**EXERCISE DIRECTIONS**
Print the data again, exactly.

#### SOURCE RECORDS ####

//! Gesture-driven command dispatch.
//!
//! Hand landmarks go through [`classifier`] and [`hold`] to become confirmed
//! gestures, which [`dispatcher`] turns into streamed completions consumed over
//! the simplified SSE [`protocol`].

pub mod classifier;
pub mod command;
pub mod consumer;
pub mod dispatcher;
pub mod hold;
pub mod landmark;
pub mod pipeline;
pub mod protocol;

#[cfg(test)]
pub(crate) mod test_support;

pub use classifier::{Gesture, classify};
pub use command::{Command, CommandCatalog, GestureAction};
pub use consumer::{CompletionSource, ConsumeError, StreamConsumer, consume};
pub use dispatcher::{
    CommandDispatcher, DispatchError, DispatchSink, Dispatched, SessionHandle, SessionOutcome,
};
pub use hold::{DEFAULT_HOLD_THRESHOLD, HoldConfirmTracker};
pub use landmark::{Landmark, LandmarkSet};
pub use pipeline::{ContextSource, FrameReport, GesturePipeline};
pub use protocol::StreamFrame;
//! Axum Handlers
//!
//! `POST /api/chat` validates the request, opens the upstream stream and
//! returns the transcoded body. Every failure before the first byte is a JSON
//! `{"error": ...}` response.

use axum::{
    body::{Body, Bytes},
    extract::State,
    http::{StatusCode, header},
    response::{IntoResponse, Json, Response},
};
use futures_util::StreamExt;
use std::{convert::Infallible, sync::Arc};
use tracing::{error, info, instrument, warn};

use crate::{
    models::{ChatRequest, ErrorBody},
    relay::transcode,
    state::AppState,
    upstream::UpstreamError,
};

#[derive(Debug)]
pub enum ApiError {
    BadRequest(String),
    MethodNotAllowed,
    MissingCredential,
    BadGateway(String),
    Internal(String),
}

impl IntoResponse for ApiError {
    fn into_response(self) -> Response {
        let (status, error) = match self {
            ApiError::BadRequest(message) => (StatusCode::BAD_REQUEST, message),
            ApiError::MethodNotAllowed => (
                StatusCode::METHOD_NOT_ALLOWED,
                "Method not allowed".to_string(),
            ),
            ApiError::MissingCredential => {
                error!("Upstream credential is not configured");
                (
                    StatusCode::INTERNAL_SERVER_ERROR,
                    UpstreamError::MissingCredential.to_string(),
                )
            }
            ApiError::BadGateway(message) => (StatusCode::BAD_GATEWAY, message),
            ApiError::Internal(message) => {
                error!("Internal Server Error: {}", message);
                (StatusCode::INTERNAL_SERVER_ERROR, message)
            }
        };
        (status, Json(ErrorBody { error })).into_response()
    }
}

impl From<UpstreamError> for ApiError {
    fn from(err: UpstreamError) -> Self {
        match err {
            UpstreamError::MissingCredential => ApiError::MissingCredential,
            UpstreamError::Status { .. } => ApiError::BadGateway(err.to_string()),
            UpstreamError::Transport(e) => ApiError::BadGateway(format!("Upstream unavailable: {}", e)),
            UpstreamError::Request(e) => ApiError::Internal(e.to_string()),
        }
    }
}

/// Extracts a non-empty string `prompt` from a raw JSON body.
fn parse_prompt(body: &[u8]) -> Result<String, ApiError> {
    let value: serde_json::Value = serde_json::from_slice(body)
        .map_err(|_| ApiError::BadRequest("Invalid JSON".to_string()))?;
    value
        .get("prompt")
        .and_then(serde_json::Value::as_str)
        .filter(|p| !p.is_empty())
        .map(str::to_string)
        .ok_or_else(|| ApiError::BadRequest("Missing \"prompt\" field".to_string()))
}

/// Stream a completion for a prompt as simplified Server-Sent Events.
#[utoipa::path(
    post,
    path = "/api/chat",
    request_body = ChatRequest,
    responses(
        (status = 200, description = "Stream of `data: {\"text\"}` frames ending with `data: [DONE]`", content_type = "text/event-stream", body = String),
        (status = 400, description = "Invalid JSON or missing prompt", body = ErrorBody),
        (status = 405, description = "Method not allowed", body = ErrorBody),
        (status = 500, description = "Upstream credential not configured", body = ErrorBody),
        (status = 502, description = "Upstream rejected the request", body = ErrorBody)
    )
)]
#[instrument(skip_all)]
pub async fn chat(State(state): State<Arc<AppState>>, body: Bytes) -> Result<Response, ApiError> {
    let prompt = parse_prompt(&body).inspect_err(|e| warn!(error = ?e, "Rejected chat request"))?;
    info!(
        model = %state.config.chat_model,
        prompt_chars = prompt.chars().count(),
        "Opening upstream stream"
    );

    let upstream = state.upstream.stream_completion(&prompt).await?;
    let frames = transcode(upstream).map(Ok::<_, Infallible>);

    let response = Response::builder()
        .status(StatusCode::OK)
        .header(header::CONTENT_TYPE, "text/event-stream")
        .header(header::CACHE_CONTROL, "no-cache")
        .header(header::CONNECTION, "keep-alive")
        .body(Body::from_stream(frames))
        .map_err(|e| ApiError::Internal(e.to_string()))?;
    Ok(response)
}

/// Any method other than POST on the chat route.
pub async fn method_not_allowed() -> ApiError {
    ApiError::MethodNotAllowed
}

/// Liveness probe.
#[utoipa::path(
    get,
    path = "/health",
    responses((status = 200, description = "Service is up", body = String))
)]
pub async fn health() -> &'static str {
    "ok"
}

####

**OUTPUT BELOW**
//! Gesture-driven command dispatch.
//!
//! Hand landmarks go through [`classifier`] and [`hold`] to become confirmed
//! gestures, which [`dispatcher`] turns into streamed completions consumed over
//! the simplified SSE [`protocol`].

pub mod classifier;
pub mod command;
pub mod consumer;
pub mod dispatcher;
pub mod hold;
pub mod landmark;
pub mod pipeline;
pub mod protocol;

#[cfg(test)]
pub(crate) mod test_support;

pub use classifier::{Gesture, classify};
pub use command::{Command, CommandCatalog, GestureAction};
pub use consumer::{CompletionSource, ConsumeError, StreamConsumer, consume};
pub use dispatcher::{
    CommandDispatcher, DispatchError, DispatchSink, Dispatched, SessionHandle, SessionOutcome,
};
pub use hold::{DEFAULT_HOLD_THRESHOLD, HoldConfirmTracker};
pub use landmark::{Landmark, LandmarkSet};
pub use pipeline::{ContextSource, FrameReport, GesturePipeline};
pub use protocol::StreamFrame;
//! Axum Handlers
//!
//! `POST /api/chat` validates the request, opens the upstream stream and
//! returns the transcoded body. Every failure before the first byte is a JSON
//! `{"error": ...}` response.

use axum::{
    body::{Body, Bytes},
    extract::State,
    http::{StatusCode, header},
    response::{IntoResponse, Json, Response},
};
use futures_util::StreamExt;
use std::{convert::Infallible, sync::Arc};
use tracing::{error, info, instrument, warn};

use crate::{
    models::{ChatRequest, ErrorBody},
    relay::transcode,
    state::AppState,
    upstream::UpstreamError,
};

#[derive(Debug)]
pub enum ApiError {
    BadRequest(String),
    MethodNotAllowed,
    MissingCredential,
    BadGateway(String),
    Internal(String),
}

impl IntoResponse for ApiError {
    fn into_response(self) -> Response {
        let (status, error) = match self {
            ApiError::BadRequest(message) => (StatusCode::BAD_REQUEST, message),
            ApiError::MethodNotAllowed => (
                StatusCode::METHOD_NOT_ALLOWED,
                "Method not allowed".to_string(),
            ),
            ApiError::MissingCredential => {
                error!("Upstream credential is not configured");
                (
                    StatusCode::INTERNAL_SERVER_ERROR,
                    UpstreamError::MissingCredential.to_string(),
                )
            }
            ApiError::BadGateway(message) => (StatusCode::BAD_GATEWAY, message),
            ApiError::Internal(message) => {
                error!("Internal Server Error: {}", message);
                (StatusCode::INTERNAL_SERVER_ERROR, message)
            }
        };
        (status, Json(ErrorBody { error })).into_response()
    }
}

impl From<UpstreamError> for ApiError {
    fn from(err: UpstreamError) -> Self {
        match err {
            UpstreamError::MissingCredential => ApiError::MissingCredential,
            UpstreamError::Status { .. } => ApiError::BadGateway(err.to_string()),
            UpstreamError::Transport(e) => ApiError::BadGateway(format!("Upstream unavailable: {}", e)),
            UpstreamError::Request(e) => ApiError::Internal(e.to_string()),
        }
    }
}

/// Extracts a non-empty string `prompt` from a raw JSON body.
fn parse_prompt(body: &[u8]) -> Result<String, ApiError> {
    let value: serde_json::Value = serde_json::from_slice(body)
        .map_err(|_| ApiError::BadRequest("Invalid JSON".to_string()))?;
    value
        .get("prompt")
        .and_then(serde_json::Value::as_str)
        .filter(|p| !p.is_empty())
        .map(str::to_string)
        .ok_or_else(|| ApiError::BadRequest("Missing \"prompt\" field".to_string()))
}

/// Stream a completion for a prompt as simplified Server-Sent Events.
#[utoipa::path(
    post,
    path = "/api/chat",
    request_body = ChatRequest,
    responses(
        (status = 200, description = "Stream of `data: {\"text\"}` frames ending with `data: [DONE]`", content_type = "text/event-stream", body = String),
        (status = 400, description = "Invalid JSON or missing prompt", body = ErrorBody),
        (status = 405, description = "Method not allowed", body = ErrorBody),
        (status = 500, description = "Upstream credential not configured", body = ErrorBody),
        (status = 502, description = "Upstream rejected the request", body = ErrorBody)
    )
)]
#[instrument(skip_all)]
pub async fn chat(State(state): State<Arc<AppState>>, body: Bytes) -> Result<Response, ApiError> {
    let prompt = parse_prompt(&body).inspect_err(|e| warn!(error = ?e, "Rejected chat request"))?;
    info!(
        model = %state.config.chat_model,
        prompt_chars = prompt.chars().count(),
        "Opening upstream stream"
    );

    let upstream = state.upstream.stream_completion(&prompt).await?;
    let frames = transcode(upstream).map(Ok::<_, Infallible>);

    let response = Response::builder()
        .status(StatusCode::OK)
        .header(header::CONTENT_TYPE, "text/event-stream")
        .header(header::CACHE_CONTROL, "no-cache")
        .header(header::CONNECTION, "keep-alive")
        .body(Body::from_stream(frames))
        .map_err(|e| ApiError::Internal(e.to_string()))?;
    Ok(response)
}

/// Any method other than POST on the chat route.
pub async fn method_not_allowed() -> ApiError {
    ApiError::MethodNotAllowed
}

/// Liveness probe.
#[utoipa::path(
    get,
    path = "/health",
    responses((status = 200, description = "Service is up", body = String))
)]
pub async fn health() -> &'static str {
    "ok"
}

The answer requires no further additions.